* What you are asked to do
For this exercise, print all of the data exactly as given.

* Material provided
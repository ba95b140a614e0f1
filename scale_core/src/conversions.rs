//! `From` implementations bridging `scale_config` types to `scale_core` types.

use crate::config::{ScaleCfg, SensorCfg, ToneCfg};
use crate::router::KeyMap;
use crate::state::OverweightMode;

// ── SensorCfg ────────────────────────────────────────────────────────────────

impl From<&scale_config::SensorCfg> for SensorCfg {
    fn from(c: &scale_config::SensorCfg) -> Self {
        Self {
            vref_volts: c.vref_volts,
            resolution: c.resolution,
            zero_samples: c.zero_samples,
            auto_zero: c.auto_zero,
        }
    }
}

// ── ScaleCfg ─────────────────────────────────────────────────────────────────

impl From<scale_config::OverweightMode> for OverweightMode {
    fn from(m: scale_config::OverweightMode) -> Self {
        match m {
            scale_config::OverweightMode::Realtime => OverweightMode::RealTime,
            scale_config::OverweightMode::Keycheck => OverweightMode::KeyCheck,
        }
    }
}

impl From<&scale_config::ScaleCfg> for ScaleCfg {
    fn from(c: &scale_config::ScaleCfg) -> Self {
        Self {
            overweight_limit_g: c.overweight_limit_g,
            overweight_mode: c.overweight_mode.into(),
            overweight_check_ms: c.overweight_check_ms,
            refresh_ms: c.refresh_ms,
            activity_threshold_g: c.activity_threshold_g,
            inactivity_timeout_ms: c.inactivity_timeout_ms,
        }
    }
}

// ── ToneCfg ──────────────────────────────────────────────────────────────────

impl From<&scale_config::ToneCfg> for ToneCfg {
    fn from(c: &scale_config::ToneCfg) -> Self {
        Self {
            confirm_ms: c.confirm_ms,
            ignored_ms: c.ignored_ms,
            start_ms: c.start_ms,
            stop_ms: c.stop_ms,
            calib_ms: c.calib_ms,
            power_ms: c.power_ms,
            boot_ms: c.boot_ms,
        }
    }
}

// ── KeyMap ───────────────────────────────────────────────────────────────────

impl From<&scale_config::KeysCfg> for KeyMap {
    fn from(c: &scale_config::KeysCfg) -> Self {
        Self {
            tare: c.tare,
            calib: c.calib,
            measure: c.measure,
            power: c.power,
        }
    }
}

* Solved exercise
repository ba95b140a614e0f1
filename scale_core/src/conversions.rs
//! `From` implementations bridging `scale_config` types to `scale_core` types.

use crate::config::{ScaleCfg, SensorCfg, ToneCfg};
use crate::router::KeyMap;
use crate::state::OverweightMode;

// ── SensorCfg ────────────────────────────────────────────────────────────────

impl From<&scale_config::SensorCfg> for SensorCfg {
    fn from(c: &scale_config::SensorCfg) -> Self {
        Self {
            vref_volts: c.vref_volts,
            resolution: c.resolution,
            zero_samples: c.zero_samples,
            auto_zero: c.auto_zero,
        }
    }
}

// ── ScaleCfg ─────────────────────────────────────────────────────────────────

impl From<scale_config::OverweightMode> for OverweightMode {
    fn from(m: scale_config::OverweightMode) -> Self {
        match m {
            scale_config::OverweightMode::Realtime => OverweightMode::RealTime,
            scale_config::OverweightMode::Keycheck => OverweightMode::KeyCheck,
        }
    }
}

impl From<&scale_config::ScaleCfg> for ScaleCfg {
    fn from(c: &scale_config::ScaleCfg) -> Self {
        Self {
            overweight_limit_g: c.overweight_limit_g,
            overweight_mode: c.overweight_mode.into(),
            overweight_check_ms: c.overweight_check_ms,
            refresh_ms: c.refresh_ms,
            activity_threshold_g: c.activity_threshold_g,
            inactivity_timeout_ms: c.inactivity_timeout_ms,
        }
    }
}

// ── ToneCfg ──────────────────────────────────────────────────────────────────

impl From<&scale_config::ToneCfg> for ToneCfg {
    fn from(c: &scale_config::ToneCfg) -> Self {
        Self {
            confirm_ms: c.confirm_ms,
            ignored_ms: c.ignored_ms,
            start_ms: c.start_ms,
            stop_ms: c.stop_ms,
            calib_ms: c.calib_ms,
            power_ms: c.power_ms,
            boot_ms: c.boot_ms,
        }
    }
}

// ── KeyMap ───────────────────────────────────────────────────────────────────

impl From<&scale_config::KeysCfg> for KeyMap {
    fn from(c: &scale_config::KeysCfg) -> Self {
        Self {
            tare: c.tare,
            calib: c.calib,
            measure: c.measure,
            power: c.power,
        }
    }
}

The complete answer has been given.